Description of the task
Please give back, word for word, each line from the start of the entries through the one in which "for &sale in" is found.

Given data
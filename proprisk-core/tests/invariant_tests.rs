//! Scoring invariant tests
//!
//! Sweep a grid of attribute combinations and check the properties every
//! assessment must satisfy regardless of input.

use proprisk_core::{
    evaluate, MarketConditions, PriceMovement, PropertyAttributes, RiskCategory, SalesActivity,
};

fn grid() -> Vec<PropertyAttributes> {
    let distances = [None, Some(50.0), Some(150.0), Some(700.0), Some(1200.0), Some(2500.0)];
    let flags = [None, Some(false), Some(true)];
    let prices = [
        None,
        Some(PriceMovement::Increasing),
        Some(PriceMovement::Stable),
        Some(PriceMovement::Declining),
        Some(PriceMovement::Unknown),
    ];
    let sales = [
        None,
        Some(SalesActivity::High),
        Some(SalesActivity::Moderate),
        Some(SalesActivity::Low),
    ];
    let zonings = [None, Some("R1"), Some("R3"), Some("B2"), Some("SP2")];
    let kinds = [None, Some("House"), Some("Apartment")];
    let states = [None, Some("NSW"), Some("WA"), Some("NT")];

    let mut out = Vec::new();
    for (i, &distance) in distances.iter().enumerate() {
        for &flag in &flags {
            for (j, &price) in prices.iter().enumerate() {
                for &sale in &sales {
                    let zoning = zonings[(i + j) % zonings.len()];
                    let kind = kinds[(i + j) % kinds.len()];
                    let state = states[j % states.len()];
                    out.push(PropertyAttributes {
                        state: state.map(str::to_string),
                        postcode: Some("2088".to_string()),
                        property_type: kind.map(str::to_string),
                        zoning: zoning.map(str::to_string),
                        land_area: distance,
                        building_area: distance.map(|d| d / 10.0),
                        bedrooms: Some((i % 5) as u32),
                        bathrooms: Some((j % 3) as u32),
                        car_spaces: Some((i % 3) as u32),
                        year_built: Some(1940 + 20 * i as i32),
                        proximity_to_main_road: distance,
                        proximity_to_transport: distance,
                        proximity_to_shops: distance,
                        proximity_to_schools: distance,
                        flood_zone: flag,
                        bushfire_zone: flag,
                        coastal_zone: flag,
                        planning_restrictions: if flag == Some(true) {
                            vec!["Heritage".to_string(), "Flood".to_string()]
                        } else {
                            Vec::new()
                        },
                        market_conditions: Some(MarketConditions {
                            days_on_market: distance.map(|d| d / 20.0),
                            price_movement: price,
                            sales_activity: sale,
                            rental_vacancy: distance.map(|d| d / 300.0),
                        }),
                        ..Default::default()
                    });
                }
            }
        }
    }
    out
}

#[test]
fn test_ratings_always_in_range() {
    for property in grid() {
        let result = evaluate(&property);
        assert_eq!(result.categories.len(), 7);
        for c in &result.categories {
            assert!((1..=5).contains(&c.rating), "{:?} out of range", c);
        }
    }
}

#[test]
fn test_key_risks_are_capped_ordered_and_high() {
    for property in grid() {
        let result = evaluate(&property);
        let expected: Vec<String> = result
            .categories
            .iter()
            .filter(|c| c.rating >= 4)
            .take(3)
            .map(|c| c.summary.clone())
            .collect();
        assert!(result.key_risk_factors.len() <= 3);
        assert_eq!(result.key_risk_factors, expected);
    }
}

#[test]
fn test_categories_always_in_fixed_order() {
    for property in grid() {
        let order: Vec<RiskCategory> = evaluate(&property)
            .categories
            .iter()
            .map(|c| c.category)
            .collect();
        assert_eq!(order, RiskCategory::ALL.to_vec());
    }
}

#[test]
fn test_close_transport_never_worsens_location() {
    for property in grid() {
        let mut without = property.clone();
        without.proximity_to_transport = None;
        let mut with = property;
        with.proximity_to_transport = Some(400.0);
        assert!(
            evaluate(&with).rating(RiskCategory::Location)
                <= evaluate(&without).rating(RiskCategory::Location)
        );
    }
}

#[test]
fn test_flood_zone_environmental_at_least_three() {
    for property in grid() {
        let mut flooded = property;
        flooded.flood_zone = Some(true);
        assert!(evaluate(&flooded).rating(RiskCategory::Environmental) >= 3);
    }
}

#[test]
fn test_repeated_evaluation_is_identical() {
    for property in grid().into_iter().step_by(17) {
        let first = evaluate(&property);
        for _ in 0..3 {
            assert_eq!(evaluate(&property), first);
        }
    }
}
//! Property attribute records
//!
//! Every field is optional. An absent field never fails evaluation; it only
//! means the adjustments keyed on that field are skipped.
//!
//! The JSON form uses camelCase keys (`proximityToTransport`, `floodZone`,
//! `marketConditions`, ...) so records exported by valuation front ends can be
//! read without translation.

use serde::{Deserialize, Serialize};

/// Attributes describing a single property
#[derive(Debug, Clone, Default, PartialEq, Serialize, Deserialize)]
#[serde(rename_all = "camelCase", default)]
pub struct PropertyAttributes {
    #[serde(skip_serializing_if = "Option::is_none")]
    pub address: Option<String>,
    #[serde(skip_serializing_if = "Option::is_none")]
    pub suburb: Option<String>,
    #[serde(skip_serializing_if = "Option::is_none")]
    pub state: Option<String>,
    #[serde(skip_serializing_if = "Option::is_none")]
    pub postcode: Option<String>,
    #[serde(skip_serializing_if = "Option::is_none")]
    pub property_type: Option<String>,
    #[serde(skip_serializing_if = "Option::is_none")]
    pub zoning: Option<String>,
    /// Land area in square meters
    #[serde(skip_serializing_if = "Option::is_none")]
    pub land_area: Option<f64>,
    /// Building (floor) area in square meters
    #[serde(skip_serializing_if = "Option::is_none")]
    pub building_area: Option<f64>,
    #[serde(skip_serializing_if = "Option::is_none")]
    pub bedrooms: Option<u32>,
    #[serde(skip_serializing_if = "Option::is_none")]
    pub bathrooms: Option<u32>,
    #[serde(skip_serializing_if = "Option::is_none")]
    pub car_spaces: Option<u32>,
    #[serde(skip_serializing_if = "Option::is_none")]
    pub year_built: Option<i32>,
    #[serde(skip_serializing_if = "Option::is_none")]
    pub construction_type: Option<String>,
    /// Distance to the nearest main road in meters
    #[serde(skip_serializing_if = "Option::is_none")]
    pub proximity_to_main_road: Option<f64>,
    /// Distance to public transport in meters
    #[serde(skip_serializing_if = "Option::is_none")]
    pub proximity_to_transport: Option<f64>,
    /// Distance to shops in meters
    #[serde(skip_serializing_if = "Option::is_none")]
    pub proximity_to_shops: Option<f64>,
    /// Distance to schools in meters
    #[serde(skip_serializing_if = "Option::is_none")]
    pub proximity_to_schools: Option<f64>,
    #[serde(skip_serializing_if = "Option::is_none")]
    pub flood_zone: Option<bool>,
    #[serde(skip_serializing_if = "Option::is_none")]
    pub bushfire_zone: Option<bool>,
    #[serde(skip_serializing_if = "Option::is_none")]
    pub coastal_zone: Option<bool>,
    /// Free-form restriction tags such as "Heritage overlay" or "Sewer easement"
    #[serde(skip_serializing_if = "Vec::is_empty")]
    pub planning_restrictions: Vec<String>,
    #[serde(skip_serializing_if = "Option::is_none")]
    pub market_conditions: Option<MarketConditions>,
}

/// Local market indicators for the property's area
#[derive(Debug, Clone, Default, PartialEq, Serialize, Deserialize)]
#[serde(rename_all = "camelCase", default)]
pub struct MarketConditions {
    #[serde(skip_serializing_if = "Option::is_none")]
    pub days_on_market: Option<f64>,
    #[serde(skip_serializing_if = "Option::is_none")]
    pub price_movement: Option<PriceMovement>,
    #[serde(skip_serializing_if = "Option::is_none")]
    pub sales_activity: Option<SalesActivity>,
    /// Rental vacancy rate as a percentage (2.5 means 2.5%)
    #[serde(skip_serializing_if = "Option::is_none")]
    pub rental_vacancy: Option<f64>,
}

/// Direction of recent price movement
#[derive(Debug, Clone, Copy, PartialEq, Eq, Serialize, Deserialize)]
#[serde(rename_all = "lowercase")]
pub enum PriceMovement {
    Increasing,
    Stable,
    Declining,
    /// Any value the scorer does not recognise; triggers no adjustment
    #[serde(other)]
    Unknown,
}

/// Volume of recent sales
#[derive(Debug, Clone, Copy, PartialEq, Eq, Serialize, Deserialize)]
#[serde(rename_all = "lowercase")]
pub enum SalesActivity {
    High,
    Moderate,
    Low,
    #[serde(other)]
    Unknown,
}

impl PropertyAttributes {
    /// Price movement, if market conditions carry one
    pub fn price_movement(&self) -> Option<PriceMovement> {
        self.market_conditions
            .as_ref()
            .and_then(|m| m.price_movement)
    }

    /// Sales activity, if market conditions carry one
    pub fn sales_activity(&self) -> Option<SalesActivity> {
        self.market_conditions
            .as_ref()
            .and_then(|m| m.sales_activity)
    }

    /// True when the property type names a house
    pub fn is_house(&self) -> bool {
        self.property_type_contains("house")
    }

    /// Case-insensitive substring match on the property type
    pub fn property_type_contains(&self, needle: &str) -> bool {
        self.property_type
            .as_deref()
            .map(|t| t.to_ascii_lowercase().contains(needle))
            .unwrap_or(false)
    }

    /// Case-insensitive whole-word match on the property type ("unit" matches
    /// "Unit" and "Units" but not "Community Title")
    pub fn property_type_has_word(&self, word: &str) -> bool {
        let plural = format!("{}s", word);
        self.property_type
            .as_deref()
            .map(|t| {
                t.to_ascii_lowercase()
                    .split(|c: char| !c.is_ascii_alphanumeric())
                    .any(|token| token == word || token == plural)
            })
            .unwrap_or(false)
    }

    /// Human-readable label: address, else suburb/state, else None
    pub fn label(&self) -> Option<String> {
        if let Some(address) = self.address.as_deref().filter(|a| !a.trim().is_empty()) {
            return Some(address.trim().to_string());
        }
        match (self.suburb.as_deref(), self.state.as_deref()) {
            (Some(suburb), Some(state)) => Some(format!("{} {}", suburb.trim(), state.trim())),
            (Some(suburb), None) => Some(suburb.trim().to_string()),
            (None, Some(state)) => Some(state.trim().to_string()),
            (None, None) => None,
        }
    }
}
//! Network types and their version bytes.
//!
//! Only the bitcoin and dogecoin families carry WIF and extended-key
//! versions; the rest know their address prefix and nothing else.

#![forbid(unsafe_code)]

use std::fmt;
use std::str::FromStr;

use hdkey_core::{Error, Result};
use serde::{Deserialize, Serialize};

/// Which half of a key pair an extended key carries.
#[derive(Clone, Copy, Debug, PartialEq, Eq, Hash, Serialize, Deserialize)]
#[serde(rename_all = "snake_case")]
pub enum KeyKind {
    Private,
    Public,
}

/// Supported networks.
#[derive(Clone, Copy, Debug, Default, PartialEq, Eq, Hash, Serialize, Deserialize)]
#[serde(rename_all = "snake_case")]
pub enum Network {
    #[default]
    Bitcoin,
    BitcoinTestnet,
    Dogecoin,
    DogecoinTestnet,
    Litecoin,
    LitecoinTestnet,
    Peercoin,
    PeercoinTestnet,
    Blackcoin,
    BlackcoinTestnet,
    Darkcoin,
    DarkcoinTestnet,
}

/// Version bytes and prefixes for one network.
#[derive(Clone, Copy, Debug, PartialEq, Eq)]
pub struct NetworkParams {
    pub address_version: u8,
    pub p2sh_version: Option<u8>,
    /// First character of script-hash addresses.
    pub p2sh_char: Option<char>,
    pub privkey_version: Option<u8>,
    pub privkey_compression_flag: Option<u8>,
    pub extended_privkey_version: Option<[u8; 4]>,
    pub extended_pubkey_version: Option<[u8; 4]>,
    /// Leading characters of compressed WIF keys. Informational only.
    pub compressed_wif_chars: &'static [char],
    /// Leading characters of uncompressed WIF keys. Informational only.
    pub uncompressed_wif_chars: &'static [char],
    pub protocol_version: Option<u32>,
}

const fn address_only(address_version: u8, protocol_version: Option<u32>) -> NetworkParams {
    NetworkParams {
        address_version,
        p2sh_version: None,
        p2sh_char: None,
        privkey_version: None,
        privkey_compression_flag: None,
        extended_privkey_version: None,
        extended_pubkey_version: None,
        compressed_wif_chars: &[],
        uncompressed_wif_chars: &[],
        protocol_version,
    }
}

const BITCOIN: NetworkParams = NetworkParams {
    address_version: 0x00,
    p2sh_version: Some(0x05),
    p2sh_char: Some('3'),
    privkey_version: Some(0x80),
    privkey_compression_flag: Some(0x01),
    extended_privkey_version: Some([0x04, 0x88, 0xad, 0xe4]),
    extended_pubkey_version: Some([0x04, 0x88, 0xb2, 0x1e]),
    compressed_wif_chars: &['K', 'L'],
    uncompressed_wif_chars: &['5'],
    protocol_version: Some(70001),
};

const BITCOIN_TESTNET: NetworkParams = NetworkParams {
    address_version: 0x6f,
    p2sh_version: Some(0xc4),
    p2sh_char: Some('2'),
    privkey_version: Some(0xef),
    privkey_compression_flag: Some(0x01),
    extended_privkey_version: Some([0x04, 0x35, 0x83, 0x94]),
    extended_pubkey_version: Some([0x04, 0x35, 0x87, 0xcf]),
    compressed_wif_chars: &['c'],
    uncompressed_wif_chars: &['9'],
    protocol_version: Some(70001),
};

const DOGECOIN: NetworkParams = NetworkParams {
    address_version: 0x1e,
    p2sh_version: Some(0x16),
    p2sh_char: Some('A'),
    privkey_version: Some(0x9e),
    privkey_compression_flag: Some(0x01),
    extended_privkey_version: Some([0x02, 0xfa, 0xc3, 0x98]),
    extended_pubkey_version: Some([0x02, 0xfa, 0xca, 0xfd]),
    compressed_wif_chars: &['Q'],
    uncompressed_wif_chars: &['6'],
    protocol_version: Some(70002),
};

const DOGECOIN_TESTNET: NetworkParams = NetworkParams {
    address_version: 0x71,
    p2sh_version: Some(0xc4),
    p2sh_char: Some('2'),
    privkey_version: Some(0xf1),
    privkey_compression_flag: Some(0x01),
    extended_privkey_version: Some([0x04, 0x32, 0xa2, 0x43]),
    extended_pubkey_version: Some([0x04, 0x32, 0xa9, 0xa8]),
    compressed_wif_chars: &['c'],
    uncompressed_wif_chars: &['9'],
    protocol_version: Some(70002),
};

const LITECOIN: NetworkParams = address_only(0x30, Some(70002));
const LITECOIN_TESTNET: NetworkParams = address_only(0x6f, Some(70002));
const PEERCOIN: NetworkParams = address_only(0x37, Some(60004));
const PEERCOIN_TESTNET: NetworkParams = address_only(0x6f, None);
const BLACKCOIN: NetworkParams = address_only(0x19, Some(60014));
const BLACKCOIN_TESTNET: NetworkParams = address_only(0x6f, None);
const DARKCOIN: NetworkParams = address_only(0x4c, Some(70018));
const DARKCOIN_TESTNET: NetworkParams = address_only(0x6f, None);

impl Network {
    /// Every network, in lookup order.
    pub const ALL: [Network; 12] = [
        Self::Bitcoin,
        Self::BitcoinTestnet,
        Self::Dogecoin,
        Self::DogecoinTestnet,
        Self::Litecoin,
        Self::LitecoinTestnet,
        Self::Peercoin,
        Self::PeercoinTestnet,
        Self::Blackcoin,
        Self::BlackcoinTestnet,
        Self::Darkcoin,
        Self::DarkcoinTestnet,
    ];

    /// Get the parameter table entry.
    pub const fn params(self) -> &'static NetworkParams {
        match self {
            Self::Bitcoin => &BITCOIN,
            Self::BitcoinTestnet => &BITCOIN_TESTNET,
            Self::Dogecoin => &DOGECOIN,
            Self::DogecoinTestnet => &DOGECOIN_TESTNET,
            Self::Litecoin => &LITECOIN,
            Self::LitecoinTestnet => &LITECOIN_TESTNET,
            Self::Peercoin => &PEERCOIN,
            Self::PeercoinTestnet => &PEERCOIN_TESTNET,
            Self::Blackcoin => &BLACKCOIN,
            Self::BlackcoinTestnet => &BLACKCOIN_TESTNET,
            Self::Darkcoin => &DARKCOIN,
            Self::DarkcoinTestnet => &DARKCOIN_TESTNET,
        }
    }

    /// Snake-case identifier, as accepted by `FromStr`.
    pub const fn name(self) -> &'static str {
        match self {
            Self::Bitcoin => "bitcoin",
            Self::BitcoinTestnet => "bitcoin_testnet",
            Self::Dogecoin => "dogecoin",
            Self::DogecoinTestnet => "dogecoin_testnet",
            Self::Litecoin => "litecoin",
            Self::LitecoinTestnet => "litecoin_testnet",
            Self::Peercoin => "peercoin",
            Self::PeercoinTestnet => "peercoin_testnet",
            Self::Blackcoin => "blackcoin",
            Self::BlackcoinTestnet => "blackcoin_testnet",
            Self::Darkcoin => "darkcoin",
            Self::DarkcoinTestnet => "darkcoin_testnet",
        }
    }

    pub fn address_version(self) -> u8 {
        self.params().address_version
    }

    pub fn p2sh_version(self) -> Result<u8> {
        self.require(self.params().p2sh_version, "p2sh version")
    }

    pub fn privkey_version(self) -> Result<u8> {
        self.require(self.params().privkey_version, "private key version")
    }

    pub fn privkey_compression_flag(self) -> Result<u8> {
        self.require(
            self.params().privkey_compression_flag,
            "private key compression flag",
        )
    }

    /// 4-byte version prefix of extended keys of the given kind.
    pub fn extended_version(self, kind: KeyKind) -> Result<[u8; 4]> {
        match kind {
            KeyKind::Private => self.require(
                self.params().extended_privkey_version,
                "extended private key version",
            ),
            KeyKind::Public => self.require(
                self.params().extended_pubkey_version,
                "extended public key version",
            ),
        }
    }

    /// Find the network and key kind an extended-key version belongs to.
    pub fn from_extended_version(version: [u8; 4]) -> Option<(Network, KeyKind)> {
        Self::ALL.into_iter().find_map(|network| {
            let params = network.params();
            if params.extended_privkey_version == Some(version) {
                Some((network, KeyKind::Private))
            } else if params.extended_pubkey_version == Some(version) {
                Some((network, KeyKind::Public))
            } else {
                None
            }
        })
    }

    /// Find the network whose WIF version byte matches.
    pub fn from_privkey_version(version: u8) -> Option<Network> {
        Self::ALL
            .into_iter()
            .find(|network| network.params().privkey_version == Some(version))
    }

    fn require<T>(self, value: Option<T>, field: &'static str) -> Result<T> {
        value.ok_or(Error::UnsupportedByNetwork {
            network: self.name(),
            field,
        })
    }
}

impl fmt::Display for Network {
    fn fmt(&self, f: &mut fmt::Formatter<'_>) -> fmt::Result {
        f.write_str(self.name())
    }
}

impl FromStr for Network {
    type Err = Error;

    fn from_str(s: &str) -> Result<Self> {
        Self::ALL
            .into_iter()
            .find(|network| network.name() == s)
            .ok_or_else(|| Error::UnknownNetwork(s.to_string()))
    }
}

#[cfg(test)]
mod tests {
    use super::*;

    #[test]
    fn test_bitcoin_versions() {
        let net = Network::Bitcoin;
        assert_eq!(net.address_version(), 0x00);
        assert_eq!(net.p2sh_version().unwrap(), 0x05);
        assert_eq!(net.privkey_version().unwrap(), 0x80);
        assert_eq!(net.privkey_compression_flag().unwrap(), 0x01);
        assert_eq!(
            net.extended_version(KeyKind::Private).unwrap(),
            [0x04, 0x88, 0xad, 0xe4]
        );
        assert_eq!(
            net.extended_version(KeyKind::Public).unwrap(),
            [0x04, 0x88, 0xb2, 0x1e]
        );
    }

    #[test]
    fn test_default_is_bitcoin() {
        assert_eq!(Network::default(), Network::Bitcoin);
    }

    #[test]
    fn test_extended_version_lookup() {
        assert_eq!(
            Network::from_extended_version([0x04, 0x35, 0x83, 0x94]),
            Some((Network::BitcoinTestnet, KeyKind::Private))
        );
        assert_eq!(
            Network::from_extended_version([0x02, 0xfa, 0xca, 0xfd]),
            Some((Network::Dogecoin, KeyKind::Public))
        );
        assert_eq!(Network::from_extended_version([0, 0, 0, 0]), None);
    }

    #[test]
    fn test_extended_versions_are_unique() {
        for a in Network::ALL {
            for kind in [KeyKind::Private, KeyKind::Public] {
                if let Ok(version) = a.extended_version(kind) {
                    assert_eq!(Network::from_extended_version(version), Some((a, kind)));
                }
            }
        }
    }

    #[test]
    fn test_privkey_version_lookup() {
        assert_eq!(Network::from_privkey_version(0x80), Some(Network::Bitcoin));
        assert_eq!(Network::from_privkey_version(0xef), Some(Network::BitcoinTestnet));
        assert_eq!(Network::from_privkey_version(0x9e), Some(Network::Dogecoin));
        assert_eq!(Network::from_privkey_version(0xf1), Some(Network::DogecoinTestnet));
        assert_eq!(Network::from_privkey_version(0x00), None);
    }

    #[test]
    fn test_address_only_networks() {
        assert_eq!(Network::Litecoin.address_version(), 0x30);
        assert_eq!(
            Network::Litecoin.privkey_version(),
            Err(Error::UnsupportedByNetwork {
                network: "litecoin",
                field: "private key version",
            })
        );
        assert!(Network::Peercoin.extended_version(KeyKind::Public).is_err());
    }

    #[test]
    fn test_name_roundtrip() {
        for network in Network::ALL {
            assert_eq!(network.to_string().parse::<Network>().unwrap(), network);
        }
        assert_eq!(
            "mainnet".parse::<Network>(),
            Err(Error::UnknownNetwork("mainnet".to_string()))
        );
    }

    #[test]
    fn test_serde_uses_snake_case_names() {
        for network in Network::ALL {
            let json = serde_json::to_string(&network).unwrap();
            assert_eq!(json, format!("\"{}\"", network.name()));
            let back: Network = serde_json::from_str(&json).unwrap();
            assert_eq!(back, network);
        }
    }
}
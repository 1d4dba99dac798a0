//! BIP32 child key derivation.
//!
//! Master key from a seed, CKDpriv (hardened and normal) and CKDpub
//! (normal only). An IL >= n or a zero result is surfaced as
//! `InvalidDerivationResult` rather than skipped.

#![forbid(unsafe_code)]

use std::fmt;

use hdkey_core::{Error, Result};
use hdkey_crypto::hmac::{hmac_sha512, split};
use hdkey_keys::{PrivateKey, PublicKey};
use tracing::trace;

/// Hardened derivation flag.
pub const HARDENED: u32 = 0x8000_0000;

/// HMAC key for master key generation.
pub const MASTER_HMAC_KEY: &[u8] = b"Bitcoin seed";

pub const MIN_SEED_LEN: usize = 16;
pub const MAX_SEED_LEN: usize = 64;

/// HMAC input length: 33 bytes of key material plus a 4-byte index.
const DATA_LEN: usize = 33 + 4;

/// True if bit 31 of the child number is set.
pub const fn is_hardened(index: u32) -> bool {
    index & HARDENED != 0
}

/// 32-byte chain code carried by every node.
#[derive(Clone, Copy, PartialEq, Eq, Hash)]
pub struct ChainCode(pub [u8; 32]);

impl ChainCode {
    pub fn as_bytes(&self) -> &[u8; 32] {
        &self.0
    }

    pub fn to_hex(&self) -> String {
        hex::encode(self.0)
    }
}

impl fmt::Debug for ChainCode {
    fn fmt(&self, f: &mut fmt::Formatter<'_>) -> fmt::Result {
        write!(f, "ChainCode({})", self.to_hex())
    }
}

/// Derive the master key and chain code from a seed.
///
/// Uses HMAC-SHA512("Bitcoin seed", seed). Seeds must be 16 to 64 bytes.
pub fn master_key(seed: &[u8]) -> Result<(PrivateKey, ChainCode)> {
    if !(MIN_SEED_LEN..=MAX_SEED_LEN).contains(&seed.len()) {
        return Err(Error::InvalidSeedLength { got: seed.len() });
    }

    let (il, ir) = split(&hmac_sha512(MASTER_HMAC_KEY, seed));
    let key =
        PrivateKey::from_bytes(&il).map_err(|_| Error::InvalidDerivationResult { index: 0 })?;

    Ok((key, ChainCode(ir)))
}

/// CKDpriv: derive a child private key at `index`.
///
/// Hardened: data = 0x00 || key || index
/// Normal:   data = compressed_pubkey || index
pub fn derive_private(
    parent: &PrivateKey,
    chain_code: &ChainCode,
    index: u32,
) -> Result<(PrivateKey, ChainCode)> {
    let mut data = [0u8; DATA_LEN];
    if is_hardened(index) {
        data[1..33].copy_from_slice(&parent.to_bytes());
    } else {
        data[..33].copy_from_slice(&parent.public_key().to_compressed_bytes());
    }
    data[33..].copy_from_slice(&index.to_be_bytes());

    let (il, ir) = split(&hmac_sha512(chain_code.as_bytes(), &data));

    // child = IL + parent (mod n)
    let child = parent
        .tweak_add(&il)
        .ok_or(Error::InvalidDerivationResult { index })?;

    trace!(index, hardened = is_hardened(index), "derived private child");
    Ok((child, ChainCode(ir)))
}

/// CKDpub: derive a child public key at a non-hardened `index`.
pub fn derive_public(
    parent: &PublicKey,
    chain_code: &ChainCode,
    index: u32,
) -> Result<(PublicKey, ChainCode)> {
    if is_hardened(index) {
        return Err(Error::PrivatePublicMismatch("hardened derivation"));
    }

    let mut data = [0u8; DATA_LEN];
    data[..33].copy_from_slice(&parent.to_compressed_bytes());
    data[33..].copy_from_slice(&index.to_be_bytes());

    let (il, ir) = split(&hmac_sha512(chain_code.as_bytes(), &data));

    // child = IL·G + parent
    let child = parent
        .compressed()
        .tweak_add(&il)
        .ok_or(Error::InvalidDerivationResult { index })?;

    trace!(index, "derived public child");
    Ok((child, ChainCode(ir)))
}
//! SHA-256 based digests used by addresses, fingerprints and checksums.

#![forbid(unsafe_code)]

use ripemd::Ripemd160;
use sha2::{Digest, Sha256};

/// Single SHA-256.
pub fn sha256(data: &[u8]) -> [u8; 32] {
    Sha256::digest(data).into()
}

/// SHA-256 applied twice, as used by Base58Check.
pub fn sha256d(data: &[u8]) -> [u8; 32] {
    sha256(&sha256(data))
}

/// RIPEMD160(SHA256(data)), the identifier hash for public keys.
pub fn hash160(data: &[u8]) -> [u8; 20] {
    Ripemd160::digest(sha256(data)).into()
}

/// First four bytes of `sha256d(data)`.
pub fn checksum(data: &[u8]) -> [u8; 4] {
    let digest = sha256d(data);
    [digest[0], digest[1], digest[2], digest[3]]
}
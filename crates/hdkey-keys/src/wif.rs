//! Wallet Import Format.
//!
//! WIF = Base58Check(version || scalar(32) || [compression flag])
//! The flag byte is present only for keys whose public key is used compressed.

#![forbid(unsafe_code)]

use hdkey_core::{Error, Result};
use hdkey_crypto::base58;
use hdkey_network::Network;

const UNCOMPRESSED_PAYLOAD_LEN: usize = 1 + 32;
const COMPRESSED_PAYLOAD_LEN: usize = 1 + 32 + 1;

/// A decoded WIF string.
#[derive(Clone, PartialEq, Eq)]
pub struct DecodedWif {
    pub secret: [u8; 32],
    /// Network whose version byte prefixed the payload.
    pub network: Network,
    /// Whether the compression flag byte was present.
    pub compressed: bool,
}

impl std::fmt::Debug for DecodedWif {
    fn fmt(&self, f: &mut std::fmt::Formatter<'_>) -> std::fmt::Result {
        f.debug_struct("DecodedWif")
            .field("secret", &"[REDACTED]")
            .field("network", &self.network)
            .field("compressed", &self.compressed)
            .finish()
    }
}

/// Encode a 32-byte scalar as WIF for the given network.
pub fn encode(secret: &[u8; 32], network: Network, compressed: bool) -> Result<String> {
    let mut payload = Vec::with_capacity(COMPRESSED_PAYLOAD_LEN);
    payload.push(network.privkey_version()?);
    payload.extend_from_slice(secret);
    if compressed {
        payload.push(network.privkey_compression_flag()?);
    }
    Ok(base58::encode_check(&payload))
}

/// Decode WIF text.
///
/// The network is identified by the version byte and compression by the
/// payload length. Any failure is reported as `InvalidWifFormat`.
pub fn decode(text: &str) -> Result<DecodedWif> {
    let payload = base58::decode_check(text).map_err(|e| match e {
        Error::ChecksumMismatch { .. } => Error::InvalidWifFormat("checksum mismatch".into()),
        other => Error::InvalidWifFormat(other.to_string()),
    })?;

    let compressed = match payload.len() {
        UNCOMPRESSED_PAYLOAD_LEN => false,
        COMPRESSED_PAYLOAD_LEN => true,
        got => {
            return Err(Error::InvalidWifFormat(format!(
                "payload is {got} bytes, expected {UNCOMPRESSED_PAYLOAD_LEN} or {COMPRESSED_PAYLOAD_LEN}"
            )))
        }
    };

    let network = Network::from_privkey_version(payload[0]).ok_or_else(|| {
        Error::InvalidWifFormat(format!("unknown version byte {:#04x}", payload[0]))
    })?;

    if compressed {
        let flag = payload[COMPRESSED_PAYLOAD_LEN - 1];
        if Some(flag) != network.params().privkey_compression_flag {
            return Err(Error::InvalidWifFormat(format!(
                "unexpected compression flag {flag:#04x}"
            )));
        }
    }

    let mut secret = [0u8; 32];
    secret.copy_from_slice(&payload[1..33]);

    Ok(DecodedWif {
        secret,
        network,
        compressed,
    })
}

Result of the task
filename proprisk-core/tests/invariant_tests.rs
//! Scoring invariant tests
//!
//! Sweep a grid of attribute combinations and check the properties every
//! assessment must satisfy regardless of input.

use proprisk_core::{
    evaluate, MarketConditions, PriceMovement, PropertyAttributes, RiskCategory, SalesActivity,
};

fn grid() -> Vec<PropertyAttributes> {
    let distances = [None, Some(50.0), Some(150.0), Some(700.0), Some(1200.0), Some(2500.0)];
    let flags = [None, Some(false), Some(true)];
    let prices = [
        None,
        Some(PriceMovement::Increasing),
        Some(PriceMovement::Stable),
        Some(PriceMovement::Declining),
        Some(PriceMovement::Unknown),
    ];
    let sales = [
        None,
        Some(SalesActivity::High),
        Some(SalesActivity::Moderate),
        Some(SalesActivity::Low),
    ];
    let zonings = [None, Some("R1"), Some("R3"), Some("B2"), Some("SP2")];
    let kinds = [None, Some("House"), Some("Apartment")];
    let states = [None, Some("NSW"), Some("WA"), Some("NT")];

    let mut out = Vec::new();
    for (i, &distance) in distances.iter().enumerate() {
        for &flag in &flags {
            for (j, &price) in prices.iter().enumerate() {
                for &sale in &sales {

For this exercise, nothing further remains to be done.